Start of Given information

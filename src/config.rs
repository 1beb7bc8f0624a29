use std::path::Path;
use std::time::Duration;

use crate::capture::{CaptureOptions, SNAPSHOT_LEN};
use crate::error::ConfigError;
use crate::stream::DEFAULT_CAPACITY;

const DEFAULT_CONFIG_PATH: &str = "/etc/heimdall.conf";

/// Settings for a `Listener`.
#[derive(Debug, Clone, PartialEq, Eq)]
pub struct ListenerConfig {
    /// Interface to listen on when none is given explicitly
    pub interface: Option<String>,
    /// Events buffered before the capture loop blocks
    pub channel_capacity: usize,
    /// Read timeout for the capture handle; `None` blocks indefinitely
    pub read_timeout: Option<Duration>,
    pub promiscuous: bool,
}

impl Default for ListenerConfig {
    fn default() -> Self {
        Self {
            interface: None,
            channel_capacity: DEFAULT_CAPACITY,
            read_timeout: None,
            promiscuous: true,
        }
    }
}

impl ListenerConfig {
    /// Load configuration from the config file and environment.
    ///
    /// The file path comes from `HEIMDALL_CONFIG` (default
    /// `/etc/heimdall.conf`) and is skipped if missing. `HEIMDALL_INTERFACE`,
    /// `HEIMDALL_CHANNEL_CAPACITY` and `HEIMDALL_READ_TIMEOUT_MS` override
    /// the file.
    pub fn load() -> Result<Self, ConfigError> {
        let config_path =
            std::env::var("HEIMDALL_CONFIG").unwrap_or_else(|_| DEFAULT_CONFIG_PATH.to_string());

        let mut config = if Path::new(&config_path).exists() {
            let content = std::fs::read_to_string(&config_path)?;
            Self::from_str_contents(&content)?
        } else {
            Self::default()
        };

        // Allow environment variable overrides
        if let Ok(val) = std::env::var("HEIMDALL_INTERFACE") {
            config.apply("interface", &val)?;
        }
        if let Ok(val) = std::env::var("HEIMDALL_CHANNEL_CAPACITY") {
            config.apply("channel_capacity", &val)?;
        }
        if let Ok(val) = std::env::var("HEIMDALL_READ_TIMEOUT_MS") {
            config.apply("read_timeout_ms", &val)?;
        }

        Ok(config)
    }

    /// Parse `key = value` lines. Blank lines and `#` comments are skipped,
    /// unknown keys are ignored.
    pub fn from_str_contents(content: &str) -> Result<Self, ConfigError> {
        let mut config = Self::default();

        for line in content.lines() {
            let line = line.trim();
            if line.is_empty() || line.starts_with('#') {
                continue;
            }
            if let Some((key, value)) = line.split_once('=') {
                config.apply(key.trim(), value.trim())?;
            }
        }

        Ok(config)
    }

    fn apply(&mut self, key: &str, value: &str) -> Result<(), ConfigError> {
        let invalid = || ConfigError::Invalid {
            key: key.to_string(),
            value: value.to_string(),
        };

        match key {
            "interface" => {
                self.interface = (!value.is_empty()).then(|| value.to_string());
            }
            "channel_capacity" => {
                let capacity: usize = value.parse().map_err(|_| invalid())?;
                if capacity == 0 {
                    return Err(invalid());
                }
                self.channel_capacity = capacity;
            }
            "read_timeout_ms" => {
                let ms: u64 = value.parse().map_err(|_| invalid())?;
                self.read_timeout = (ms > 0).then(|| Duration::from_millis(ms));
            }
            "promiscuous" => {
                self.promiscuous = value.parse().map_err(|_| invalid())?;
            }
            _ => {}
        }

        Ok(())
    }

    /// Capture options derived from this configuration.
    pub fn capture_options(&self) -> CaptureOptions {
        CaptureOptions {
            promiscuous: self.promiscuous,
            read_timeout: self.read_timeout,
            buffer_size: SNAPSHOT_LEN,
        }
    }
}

End of Given information
Start of Given information

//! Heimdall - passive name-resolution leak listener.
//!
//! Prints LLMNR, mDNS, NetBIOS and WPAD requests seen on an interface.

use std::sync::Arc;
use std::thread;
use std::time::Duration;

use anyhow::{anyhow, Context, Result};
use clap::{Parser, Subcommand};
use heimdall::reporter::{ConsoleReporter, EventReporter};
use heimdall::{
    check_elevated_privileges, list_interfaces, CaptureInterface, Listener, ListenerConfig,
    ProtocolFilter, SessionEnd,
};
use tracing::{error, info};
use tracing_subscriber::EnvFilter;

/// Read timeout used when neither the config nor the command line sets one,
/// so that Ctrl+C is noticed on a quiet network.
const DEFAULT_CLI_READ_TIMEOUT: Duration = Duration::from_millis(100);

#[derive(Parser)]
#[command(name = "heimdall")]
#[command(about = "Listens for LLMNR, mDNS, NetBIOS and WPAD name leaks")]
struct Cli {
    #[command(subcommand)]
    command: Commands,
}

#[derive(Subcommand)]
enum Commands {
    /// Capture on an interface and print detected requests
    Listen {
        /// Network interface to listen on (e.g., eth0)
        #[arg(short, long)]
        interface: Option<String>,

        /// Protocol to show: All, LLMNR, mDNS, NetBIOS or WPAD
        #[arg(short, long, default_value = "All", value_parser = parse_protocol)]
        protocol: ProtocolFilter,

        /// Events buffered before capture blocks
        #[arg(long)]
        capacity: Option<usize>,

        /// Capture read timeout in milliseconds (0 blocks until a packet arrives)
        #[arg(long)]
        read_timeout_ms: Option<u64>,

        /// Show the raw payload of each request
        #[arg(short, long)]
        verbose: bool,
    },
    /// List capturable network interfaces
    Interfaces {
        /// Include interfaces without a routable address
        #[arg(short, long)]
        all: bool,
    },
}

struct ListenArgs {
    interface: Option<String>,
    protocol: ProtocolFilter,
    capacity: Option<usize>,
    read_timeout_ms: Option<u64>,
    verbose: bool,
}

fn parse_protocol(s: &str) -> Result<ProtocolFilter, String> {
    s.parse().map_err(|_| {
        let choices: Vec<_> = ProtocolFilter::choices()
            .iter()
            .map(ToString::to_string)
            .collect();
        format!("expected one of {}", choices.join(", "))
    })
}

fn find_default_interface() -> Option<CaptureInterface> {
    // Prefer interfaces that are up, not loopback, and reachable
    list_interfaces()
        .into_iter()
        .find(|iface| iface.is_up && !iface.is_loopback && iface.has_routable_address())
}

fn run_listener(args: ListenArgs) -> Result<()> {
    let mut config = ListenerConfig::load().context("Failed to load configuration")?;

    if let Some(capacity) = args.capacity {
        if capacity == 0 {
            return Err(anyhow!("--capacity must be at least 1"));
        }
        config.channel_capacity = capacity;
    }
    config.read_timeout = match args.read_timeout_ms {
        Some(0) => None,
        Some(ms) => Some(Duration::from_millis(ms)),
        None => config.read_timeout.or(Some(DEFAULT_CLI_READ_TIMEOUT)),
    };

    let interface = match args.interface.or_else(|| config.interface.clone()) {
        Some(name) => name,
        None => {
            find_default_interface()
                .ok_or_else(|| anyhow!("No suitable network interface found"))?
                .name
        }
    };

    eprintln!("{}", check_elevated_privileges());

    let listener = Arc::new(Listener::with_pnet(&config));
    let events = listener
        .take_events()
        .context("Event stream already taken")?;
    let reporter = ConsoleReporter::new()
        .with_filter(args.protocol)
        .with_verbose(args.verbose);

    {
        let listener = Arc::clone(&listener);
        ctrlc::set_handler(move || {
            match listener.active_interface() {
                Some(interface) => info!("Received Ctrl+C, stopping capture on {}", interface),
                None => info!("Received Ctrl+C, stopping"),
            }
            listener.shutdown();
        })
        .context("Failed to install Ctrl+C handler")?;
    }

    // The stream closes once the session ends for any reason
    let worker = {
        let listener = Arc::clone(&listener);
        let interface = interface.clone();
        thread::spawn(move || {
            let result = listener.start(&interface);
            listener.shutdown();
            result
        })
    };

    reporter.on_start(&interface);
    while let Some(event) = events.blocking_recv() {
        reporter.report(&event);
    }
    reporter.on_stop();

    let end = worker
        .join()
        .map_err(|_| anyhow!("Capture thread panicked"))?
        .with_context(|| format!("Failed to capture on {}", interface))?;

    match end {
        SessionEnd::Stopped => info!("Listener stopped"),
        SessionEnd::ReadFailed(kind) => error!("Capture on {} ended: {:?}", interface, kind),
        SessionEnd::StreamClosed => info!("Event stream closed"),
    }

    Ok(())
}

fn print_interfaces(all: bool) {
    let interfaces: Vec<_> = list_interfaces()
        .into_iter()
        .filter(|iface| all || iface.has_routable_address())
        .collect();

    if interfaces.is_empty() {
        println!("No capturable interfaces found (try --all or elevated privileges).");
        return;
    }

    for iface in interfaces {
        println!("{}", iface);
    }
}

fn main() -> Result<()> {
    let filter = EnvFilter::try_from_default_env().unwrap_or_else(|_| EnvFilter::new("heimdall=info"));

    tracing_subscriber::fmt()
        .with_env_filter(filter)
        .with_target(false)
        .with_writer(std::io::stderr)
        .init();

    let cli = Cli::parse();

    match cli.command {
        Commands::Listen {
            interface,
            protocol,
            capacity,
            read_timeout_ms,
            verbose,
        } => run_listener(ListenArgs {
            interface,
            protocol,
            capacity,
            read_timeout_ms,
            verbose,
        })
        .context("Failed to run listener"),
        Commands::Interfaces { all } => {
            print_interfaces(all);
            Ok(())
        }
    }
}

End of Given information

_Work task_: Read the lines above. Gather those in which the string "LLMNR" is found.

_Output for this task_:
//! Prints LLMNR, mDNS, NetBIOS and WPAD requests seen on an interface.
#[command(about = "Listens for LLMNR, mDNS, NetBIOS and WPAD name leaks")]
        /// Protocol to show: All, LLMNR, mDNS, NetBIOS or WPAD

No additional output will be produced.